[Saved entries]
Segment Open
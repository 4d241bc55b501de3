//! LLM provider configuration.
//!
//! Single source of truth for supported providers and their defaults.

use serde::{Deserialize, Serialize};
use std::fmt;
use std::str::FromStr;

/// Wire format spoken by a provider's endpoint.
#[derive(Debug, Clone, Copy, PartialEq, Eq)]
pub enum WireProtocol {
    /// OpenAI-style `POST {base}/chat/completions` with bearer auth.
    ChatCompletions,
    /// Anthropic `POST {base}/messages` with `x-api-key` + version headers.
    AnthropicMessages,
}

/// Supported LLM providers
#[derive(Debug, Clone, Copy, PartialEq, Eq, Hash, Default, Serialize, Deserialize)]
#[serde(rename_all = "lowercase")]
pub enum Provider {
    #[default]
    OpenAi,
    DeepSeek,
    Claude,
    Grok,
    Gemini,
}

impl Provider {
    /// All available providers
    pub const ALL: &'static [Provider] = &[
        Provider::OpenAi,
        Provider::DeepSeek,
        Provider::Claude,
        Provider::Grok,
        Provider::Gemini,
    ];

    /// Provider name as used in requests and CLI
    pub const fn name(&self) -> &'static str {
        match self {
            Self::OpenAi => "openai",
            Self::DeepSeek => "deepseek",
            Self::Claude => "claude",
            Self::Grok => "grok",
            Self::Gemini => "gemini",
        }
    }

    /// Default model when no override is configured
    pub const fn default_model(&self) -> &'static str {
        match self {
            Self::OpenAi => "gpt-4o",
            Self::DeepSeek => "deepseek-chat",
            Self::Claude => "claude-3-5-sonnet-20241022",
            Self::Grok => "grok-beta",
            Self::Gemini => "gemini-1.5-pro",
        }
    }

    /// Environment variables accepted for the API key, in lookup order.
    ///
    /// Grok deliberately accepts two names; `XAI_API_KEY` wins when both
    /// are set.
    pub const fn api_key_envs(&self) -> &'static [&'static str] {
        match self {
            Self::OpenAi => &["OPENAI_API_KEY"],
            Self::DeepSeek => &["DEEPSEEK_API_KEY"],
            Self::Claude => &["ANTHROPIC_API_KEY"],
            Self::Grok => &["XAI_API_KEY", "GROK_API_KEY"],
            Self::Gemini => &["GOOGLE_API_KEY"],
        }
    }

    /// Environment variable for the model override
    pub const fn model_env(&self) -> &'static str {
        match self {
            Self::OpenAi => "OPENAI_MODEL",
            Self::DeepSeek => "DEEPSEEK_MODEL",
            Self::Claude => "ANTHROPIC_MODEL",
            Self::Grok => "GROK_MODEL",
            Self::Gemini => "GEMINI_MODEL",
        }
    }

    /// Environment variable for the base-URL override
    pub const fn base_url_env(&self) -> &'static str {
        match self {
            Self::OpenAi => "OPENAI_BASE_URL",
            Self::DeepSeek => "DEEPSEEK_BASE_URL",
            Self::Claude => "ANTHROPIC_BASE_URL",
            Self::Grok => "XAI_BASE_URL",
            Self::Gemini => "GEMINI_BASE_URL",
        }
    }

    /// Default API base URL. The wire-protocol endpoint path is appended
    /// to this by the dispatcher.
    pub const fn default_base_url(&self) -> &'static str {
        match self {
            Self::OpenAi => "https://api.openai.com/v1",
            Self::DeepSeek => "https://api.deepseek.com",
            Self::Claude => "https://api.anthropic.com/v1",
            Self::Grok => "https://api.x.ai/v1",
            // Google's OpenAI compatibility layer
            Self::Gemini => "https://generativelanguage.googleapis.com/v1beta/openai",
        }
    }

    /// Wire format for this provider
    pub const fn wire_protocol(&self) -> WireProtocol {
        match self {
            Self::Claude => WireProtocol::AnthropicMessages,
            _ => WireProtocol::ChatCompletions,
        }
    }

    /// Whether the chat-completions payload carries an explicit
    /// `"stream": false` field
    pub const fn sends_stream_flag(&self) -> bool {
        matches!(self, Self::DeepSeek | Self::Grok)
    }

    /// Get all provider names as strings
    pub fn all_names() -> Vec<&'static str> {
        Self::ALL.iter().map(Self::name).collect()
    }
}

impl FromStr for Provider {
    type Err = ProviderError;

    fn from_str(s: &str) -> Result<Self, Self::Err> {
        let lower = s.to_lowercase();
        Self::ALL
            .iter()
            .find(|p| p.name() == lower)
            .copied()
            .ok_or_else(|| ProviderError::Unknown(s.to_string()))
    }
}

impl fmt::Display for Provider {
    fn fmt(&self, f: &mut fmt::Formatter<'_>) -> fmt::Result {
        write!(f, "{}", self.name())
    }
}

/// Provider selection error
#[derive(Debug, thiserror::Error)]
pub enum ProviderError {
    #[error("Unknown provider: {0}. Supported: openai, deepseek, claude, grok, gemini")]
    Unknown(String),
}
Segment Closed
__Problem to solve__: Please transcribe all of the entries precisely.

__Result for this exercise__:
repository 4d241bc55b501de3
//! LLM provider configuration.
//!
//! Single source of truth for supported providers and their defaults.

use serde::{Deserialize, Serialize};
use std::fmt;
use std::str::FromStr;

/// Wire format spoken by a provider's endpoint.
#[derive(Debug, Clone, Copy, PartialEq, Eq)]
pub enum WireProtocol {
    /// OpenAI-style `POST {base}/chat/completions` with bearer auth.
    ChatCompletions,
    /// Anthropic `POST {base}/messages` with `x-api-key` + version headers.
    AnthropicMessages,
}

/// Supported LLM providers
#[derive(Debug, Clone, Copy, PartialEq, Eq, Hash, Default, Serialize, Deserialize)]
#[serde(rename_all = "lowercase")]
pub enum Provider {
    #[default]
    OpenAi,
    DeepSeek,
    Claude,
    Grok,
    Gemini,
}

impl Provider {
    /// All available providers
    pub const ALL: &'static [Provider] = &[
        Provider::OpenAi,
        Provider::DeepSeek,
        Provider::Claude,
        Provider::Grok,
        Provider::Gemini,
    ];

    /// Provider name as used in requests and CLI
    pub const fn name(&self) -> &'static str {
        match self {
            Self::OpenAi => "openai",
            Self::DeepSeek => "deepseek",
            Self::Claude => "claude",
            Self::Grok => "grok",
            Self::Gemini => "gemini",
        }
    }

    /// Default model when no override is configured
    pub const fn default_model(&self) -> &'static str {
        match self {
            Self::OpenAi => "gpt-4o",
            Self::DeepSeek => "deepseek-chat",
            Self::Claude => "claude-3-5-sonnet-20241022",
            Self::Grok => "grok-beta",
            Self::Gemini => "gemini-1.5-pro",
        }
    }

    /// Environment variables accepted for the API key, in lookup order.
    ///
    /// Grok deliberately accepts two names; `XAI_API_KEY` wins when both
    /// are set.
    pub const fn api_key_envs(&self) -> &'static [&'static str] {
        match self {
            Self::OpenAi => &["OPENAI_API_KEY"],
            Self::DeepSeek => &["DEEPSEEK_API_KEY"],
            Self::Claude => &["ANTHROPIC_API_KEY"],
            Self::Grok => &["XAI_API_KEY", "GROK_API_KEY"],
            Self::Gemini => &["GOOGLE_API_KEY"],
        }
    }

    /// Environment variable for the model override
    pub const fn model_env(&self) -> &'static str {
        match self {
            Self::OpenAi => "OPENAI_MODEL",
            Self::DeepSeek => "DEEPSEEK_MODEL",
            Self::Claude => "ANTHROPIC_MODEL",
            Self::Grok => "GROK_MODEL",
            Self::Gemini => "GEMINI_MODEL",
        }
    }

    /// Environment variable for the base-URL override
    pub const fn base_url_env(&self) -> &'static str {
        match self {
            Self::OpenAi => "OPENAI_BASE_URL",
            Self::DeepSeek => "DEEPSEEK_BASE_URL",
            Self::Claude => "ANTHROPIC_BASE_URL",
            Self::Grok => "XAI_BASE_URL",
            Self::Gemini => "GEMINI_BASE_URL",
        }
    }

    /// Default API base URL. The wire-protocol endpoint path is appended
    /// to this by the dispatcher.
    pub const fn default_base_url(&self) -> &'static str {
        match self {
            Self::OpenAi => "https://api.openai.com/v1",
            Self::DeepSeek => "https://api.deepseek.com",
            Self::Claude => "https://api.anthropic.com/v1",
            Self::Grok => "https://api.x.ai/v1",
            // Google's OpenAI compatibility layer
            Self::Gemini => "https://generativelanguage.googleapis.com/v1beta/openai",
        }
    }

    /// Wire format for this provider
    pub const fn wire_protocol(&self) -> WireProtocol {
        match self {
            Self::Claude => WireProtocol::AnthropicMessages,
            _ => WireProtocol::ChatCompletions,
        }
    }

    /// Whether the chat-completions payload carries an explicit
    /// `"stream": false` field
    pub const fn sends_stream_flag(&self) -> bool {
        matches!(self, Self::DeepSeek | Self::Grok)
    }

    /// Get all provider names as strings
    pub fn all_names() -> Vec<&'static str> {
        Self::ALL.iter().map(Self::name).collect()
    }
}

impl FromStr for Provider {
    type Err = ProviderError;

    fn from_str(s: &str) -> Result<Self, Self::Err> {
        let lower = s.to_lowercase();
        Self::ALL
            .iter()
            .find(|p| p.name() == lower)
            .copied()
            .ok_or_else(|| ProviderError::Unknown(s.to_string()))
    }
}

impl fmt::Display for Provider {
    fn fmt(&self, f: &mut fmt::Formatter<'_>) -> fmt::Result {
        write!(f, "{}", self.name())
    }
}

/// Provider selection error
#[derive(Debug, thiserror::Error)]
pub enum ProviderError {
    #[error("Unknown provider: {0}. Supported: openai, deepseek, claude, grok, gemini")]
    Unknown(String),
}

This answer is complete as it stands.